Research in the Photini Sinnis Lab explores the fundamental biology of the pre-erythrocytic stages of malaria. Our team is focused on the sporozoite stage of Plasmodium, which is the infective stage of the malaria parasite, and the liver stages into which they develop. We use classic biochemistry, mutational analysis, and in vitro and in vivo assays to better understand the molecular interactions between the parasite and its mosquito and mammalian hosts. Our goal is to translate our findings to help develop treatments and a vaccine that target the malaria parasite.

The Arturo Casadevall Lab uses a multidisciplinary approach to explore two key topics within microbiology and immunology: how microbes cause disease and how hosts can protect themselves against those microbes. Much of our research focuses on the fungus Cryptococcus neoformans, which frequently causes lung infections in people with impaired immunity. We also work with the microorganism Bacillus anthracis, a bacterium that causes anthrax and is frequently used in biological warfare.
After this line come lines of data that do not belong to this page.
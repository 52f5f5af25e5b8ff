use std::cell::RefCell;
use std::collections::BTreeMap;
use std::fmt::{self, Debug, Display};
use std::rc::{Rc, Weak};
use std::sync::atomic::{AtomicU64, Ordering};

use smallvec::SmallVec;

use crate::runtime::RuntimeInner;

/// Field name inside an [`Object`].
pub type Key = Rc<str>;

/// Stable identity of an [`Object`]. Identifiers are never reused,
/// so the dependency store can key on them without holding the object.
#[derive(Clone, Copy, Debug, PartialEq, Eq, PartialOrd, Ord, Hash)]
pub struct ObjectId(u64);

impl ObjectId {
	fn next() -> Self {
		static COUNTER: AtomicU64 = AtomicU64::new(0);
		ObjectId(COUNTER.fetch_add(1, Ordering::Relaxed))
	}
}

impl Display for ObjectId {
	fn fmt(&self, f: &mut fmt::Formatter<'_>) -> fmt::Result {
		write!(f, "@{}", self.0)
	}
}

/// A value stored in a field of an [`Object`].
#[derive(Clone, Debug, PartialEq)]
pub enum Value {
	Null,
	Bool(bool),
	Int(i64),
	Float(f64),
	Str(Rc<str>),
	Object(Object),
}

impl Value {
	pub fn type_name(&self) -> &'static str {
		match self {
			Value::Null => "null",
			Value::Bool(_) => "bool",
			Value::Int(_) => "int",
			Value::Float(_) => "float",
			Value::Str(_) => "string",
			Value::Object(_) => "object",
		}
	}

	pub fn is_null(&self) -> bool {
		matches!(self, Value::Null)
	}

	pub fn as_bool(&self) -> Option<bool> {
		match self {
			Value::Bool(value) => Some(*value),
			_ => None,
		}
	}

	pub fn as_int(&self) -> Option<i64> {
		match self {
			Value::Int(value) => Some(*value),
			_ => None,
		}
	}

	pub fn as_float(&self) -> Option<f64> {
		match self {
			Value::Float(value) => Some(*value),
			Value::Int(value) => Some(*value as f64),
			_ => None,
		}
	}

	pub fn as_str(&self) -> Option<&str> {
		match self {
			Value::Str(value) => Some(value),
			_ => None,
		}
	}

	pub fn as_object(&self) -> Option<&Object> {
		match self {
			Value::Object(object) => Some(object),
			_ => None,
		}
	}
}

impl From<bool> for Value {
	fn from(value: bool) -> Self {
		Value::Bool(value)
	}
}

impl From<i64> for Value {
	fn from(value: i64) -> Self {
		Value::Int(value)
	}
}

impl From<i32> for Value {
	fn from(value: i32) -> Self {
		Value::Int(value.into())
	}
}

impl From<f64> for Value {
	fn from(value: f64) -> Self {
		Value::Float(value)
	}
}

impl From<&str> for Value {
	fn from(value: &str) -> Self {
		Value::Str(value.into())
	}
}

impl From<String> for Value {
	fn from(value: String) -> Self {
		Value::Str(value.into())
	}
}

impl From<Rc<str>> for Value {
	fn from(value: Rc<str>) -> Self {
		Value::Str(value)
	}
}

impl From<Object> for Value {
	fn from(object: Object) -> Self {
		Value::Object(object)
	}
}

impl<T: Into<Value>> From<Option<T>> for Value {
	fn from(value: Option<T>) -> Self {
		value.map_or(Value::Null, Into::into)
	}
}

/// Conversion out of a [`Value`] used by typed field access.
pub trait FromValue: Sized {
	const TYPE: &'static str;

	fn from_value(value: Value) -> Option<Self>;
}

impl FromValue for Value {
	const TYPE: &'static str = "value";

	fn from_value(value: Value) -> Option<Self> {
		Some(value)
	}
}

impl FromValue for bool {
	const TYPE: &'static str = "bool";

	fn from_value(value: Value) -> Option<Self> {
		value.as_bool()
	}
}

impl FromValue for i64 {
	const TYPE: &'static str = "int";

	fn from_value(value: Value) -> Option<Self> {
		value.as_int()
	}
}

impl FromValue for f64 {
	const TYPE: &'static str = "float";

	fn from_value(value: Value) -> Option<Self> {
		value.as_float()
	}
}

impl FromValue for Rc<str> {
	const TYPE: &'static str = "string";

	fn from_value(value: Value) -> Option<Self> {
		match value {
			Value::Str(value) => Some(value),
			_ => None,
		}
	}
}

impl FromValue for String {
	const TYPE: &'static str = "string";

	fn from_value(value: Value) -> Option<Self> {
		value.as_str().map(str::to_owned)
	}
}

impl FromValue for Object {
	const TYPE: &'static str = "object";

	fn from_value(value: Value) -> Option<Self> {
		match value {
			Value::Object(object) => Some(object),
			_ => None,
		}
	}
}

/// A plain key-value record with reference identity.
///
/// Cloning an `Object` clones the handle, not the record. Reads and writes
/// through `get_raw`/`set_raw` are invisible to the reactive runtime; wrap
/// the object with [`crate::observe`] to have them tracked.
#[derive(Clone, Default)]
pub struct Object {
	body: Rc<ObjectBody>,
}

struct ObjectBody {
	id: ObjectId,
	fields: RefCell<BTreeMap<Key, Value>>,
	watchers: RefCell<SmallVec<[Weak<RuntimeInner>; 1]>>,
}

impl Default for ObjectBody {
	fn default() -> Self {
		ObjectBody {
			id: ObjectId::next(),
			fields: RefCell::new(BTreeMap::new()),
			watchers: RefCell::new(SmallVec::new()),
		}
	}
}

impl Drop for ObjectBody {
	fn drop(&mut self) {
		for runtime in self.watchers.get_mut().drain(..) {
			if let Some(runtime) = runtime.upgrade() {
				runtime.forget(self.id);
			}
		}
	}
}

impl Object {
	pub fn new() -> Self {
		Self::default()
	}

	/// Builder-style insert, handy for literals.
	#[must_use]
	pub fn with(self, key: impl Into<Key>, value: impl Into<Value>) -> Self {
		self.set_raw(key, value);
		self
	}

	#[inline]
	pub fn id(&self) -> ObjectId {
		self.body.id
	}

	pub fn get_raw(&self, key: &str) -> Option<Value> {
		self.body.fields.borrow().get(key).cloned()
	}

	/// Writes without notifying anyone. Returns the previous value.
	pub fn set_raw(&self, key: impl Into<Key>, value: impl Into<Value>) -> Option<Value> {
		self.body
			.fields
			.borrow_mut()
			.insert(key.into(), value.into())
	}

	pub fn contains_key(&self, key: &str) -> bool {
		self.body.fields.borrow().contains_key(key)
	}

	pub fn keys(&self) -> Vec<Key> {
		self.body.fields.borrow().keys().cloned().collect()
	}

	pub fn len(&self) -> usize {
		self.body.fields.borrow().len()
	}

	pub fn is_empty(&self) -> bool {
		self.body.fields.borrow().is_empty()
	}

	pub fn ptr_eq(&self, other: &Object) -> bool {
		Rc::ptr_eq(&self.body, &other.body)
	}

	/// Remembers a runtime that holds dependencies on this object so it can
	/// be told to drop them when the object goes away.
	pub(crate) fn watched_by(&self, runtime: &Weak<RuntimeInner>) {
		let mut watchers = self.body.watchers.borrow_mut();
		if !watchers.iter().any(|w| w.ptr_eq(runtime)) {
			watchers.push(runtime.clone());
		}
	}
}

impl PartialEq for Object {
	fn eq(&self, other: &Self) -> bool {
		self.ptr_eq(other)
	}
}

impl<K, V> FromIterator<(K, V)> for Object
where
	K: Into<Key>,
	V: Into<Value>,
{
	fn from_iter<I: IntoIterator<Item = (K, V)>>(iter: I) -> Self {
		let object = Object::new();
		for (key, value) in iter {
			object.set_raw(key, value);
		}
		object
	}
}

impl Debug for Object {
	fn fmt(&self, f: &mut fmt::Formatter<'_>) -> fmt::Result {
		match self.body.fields.try_borrow() {
			Ok(fields) => f
				.debug_struct("Object")
				.field("id", &self.id())
				.field("fields", &*fields)
				.finish(),
			Err(_) => f.debug_struct("Object").field("id", &self.id()).finish(),
		}
	}
}

#[cfg(test)]
mod tests {
	use super::*;

	#[test]
	fn identity_survives_clone() {
		let a = Object::new().with("x", 1);
		let b = a.clone();
		assert_eq!(a, b);
		assert_eq!(a.id(), b.id());
		assert_ne!(a, Object::new().with("x", 1));
	}

	#[test]
	fn raw_access() {
		let object: Object = [("a", 1), ("b", 2)].into_iter().collect();
		assert_eq!(object.get_raw("a"), Some(Value::Int(1)));
		assert_eq!(object.set_raw("a", "one"), Some(Value::Int(1)));
		assert_eq!(object.get_raw("a").as_ref().and_then(Value::as_str), Some("one"));
		assert_eq!(object.keys().len(), 2);
		assert_eq!(object.get_raw("missing"), None);
	}

	#[test]
	fn typed_conversion() {
		assert_eq!(i64::from_value(Value::Int(3)), Some(3));
		assert_eq!(i64::from_value(Value::Bool(true)), None);
		assert_eq!(f64::from_value(Value::Int(2)), Some(2.0));
		assert_eq!(Value::from(None::<i64>), Value::Null);
	}
}
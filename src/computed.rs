use std::cell::{Cell, RefCell};
use std::fmt::{self, Debug};
use std::rc::{Rc, Weak};

use tracing::{debug, warn};

use crate::computation::Subscriber;
use crate::dependencies::Dependency;
use crate::runtime::RuntimeInner;
use crate::{Computation, Error};

/// A memoized value derived from observed state.
///
/// The body runs on the first [`Computed::get`] and again only after one of
/// the sources it read has changed. Reading a computed from inside another
/// computation makes that computation depend on it.
pub struct Computed<T: Clone + 'static> {
	body: Rc<ComputedBody<T>>,
}

pub(crate) struct ComputedBody<T: Clone + 'static> {
	computation: Computation<T>,
	value: RefCell<Option<T>>,
	dirty: Cell<bool>,
	runtime: Weak<RuntimeInner>,
}

impl<T: Clone + 'static> ComputedBody<T> {
	pub(crate) fn new(computation: Computation<T>, runtime: Weak<RuntimeInner>) -> Self {
		ComputedBody {
			computation,
			value: RefCell::new(None),
			dirty: Cell::new(true),
			runtime,
		}
	}

	fn cached(&self) -> Option<T> {
		self.value.borrow().clone()
	}
}

impl<T: Clone + 'static> Subscriber for ComputedBody<T> {
	fn is_computed(&self) -> bool {
		true
	}

	fn invalidate(&self) -> bool {
		if self.computation.is_stopped() {
			return false;
		}

		if !self.dirty.replace(true) {
			debug!(
				id = %self.computation.id(),
				name = self.computation.name(),
				"computed invalidated"
			);
		}
		true
	}

	/// Readers are reached by the runtime once the computed is stale; the
	/// value itself is recomputed on the next read.
	fn notify(&self) {}

	fn joined(&self, source: Dependency) {
		self.computation.body.joined(source);
	}
}

impl<T: Clone + 'static> Clone for Computed<T> {
	fn clone(&self) -> Self {
		Self {
			body: self.body.clone(),
		}
	}
}

impl<T: Clone + 'static> Computed<T> {
	pub(crate) fn from_body(body: Rc<ComputedBody<T>>) -> Self {
		Computed { body }
	}

	/// The underlying memoized, deferred computation. Calling it runs the
	/// body directly and bypasses the cache.
	pub fn computation(&self) -> &Computation<T> {
		&self.body.computation
	}

	/// Current value, recomputed first if a source changed.
	///
	/// When the computed is read from its own body (directly or through
	/// other computeds) the nested read cannot run; it yields the previous
	/// value if there is one and [`Error::Cycle`] otherwise.
	pub fn get(&self) -> Result<T, Error> {
		let body = &self.body;
		let computation = &body.computation;

		if computation.is_stopped() {
			return body.cached().ok_or(Error::Stopped {
				name: computation.name(),
			});
		}

		if let Some(runtime) = body.runtime.upgrade() {
			runtime.link(Dependency::Computed(computation.id()));
		}

		if body.dirty.get() {
			match computation.call() {
				Some(value) => {
					*body.value.borrow_mut() = Some(value);
					body.dirty.set(false);
				}
				None => {
					warn!(
						id = %computation.id(),
						name = computation.name(),
						"computed read while it is being computed"
					);
					return body.cached().ok_or(Error::Cycle {
						name: computation.name(),
					});
				}
			}
		}

		body.cached().ok_or(Error::Cycle {
			name: computation.name(),
		})
	}

	/// The cached value, without computing or tracking anything.
	pub fn peek(&self) -> Option<T> {
		self.body.cached()
	}

	/// `true` until the first read and after every change of a source.
	pub fn is_dirty(&self) -> bool {
		self.body.dirty.get()
	}
}

impl<T> Debug for Computed<T>
where
	T: Clone + Debug + 'static,
{
	fn fmt(&self, f: &mut fmt::Formatter<'_>) -> fmt::Result {
		f.debug_struct("Computed")
			.field("computation", &self.body.computation)
			.field("dirty", &self.body.dirty.get())
			.field("value", &*self.body.value.borrow())
			.finish()
	}
}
Our goal is to devise antibody-based countermeasures to protect against this and other similar threats.

The Lane laboratory is focused on understanding molecular mechanisms underlying chronic rhinosinusitis, particularly the pathogenesis of nasal polyps, as well as inflammation on the olfactory epithelium. Diverse techniques in molecular biology, immunology, and physiology are utilized to study epithelial cell innate immunity, olfactory loss, and response to viral infection. Ongoing work explores how epithelial cells of the sinuses and olfactory mucosa participate in the immune response and contribute to chronic inflammation. The lab creates and employs transgenic mouse models of chronic nasal/sinus inflammation to support research in this area. Collaborations are in place with the School of Public Health to explore mechanisms of anti-viral immunity in influenza and COVID-19.

Work in the Rachel Damico Lab explores topics within the fields of vascular biology and pulmonary medicine, with a focus on acute lung injury and apoptosis in lung diseases. Our studies have included examining idiopathic and scleroderma-associated pulmonary arterial hypertension, vascular receptor autoantibodies, and the link between inflammation and the Warburg phenomenon in patients with pulmonary arterial hypertension. We have also researched the inhibitory factor of macrophage migration and its governing of endothelial cell sensitivity to LPS-induced apoptosis.

Research in the Nathaniel Comfort Lab looks at the history of biology. Areas of particular interest include heredity and health in 20th century America, genetics, molecular biology, biomedicine, the history of recent science, oral history and interviewing.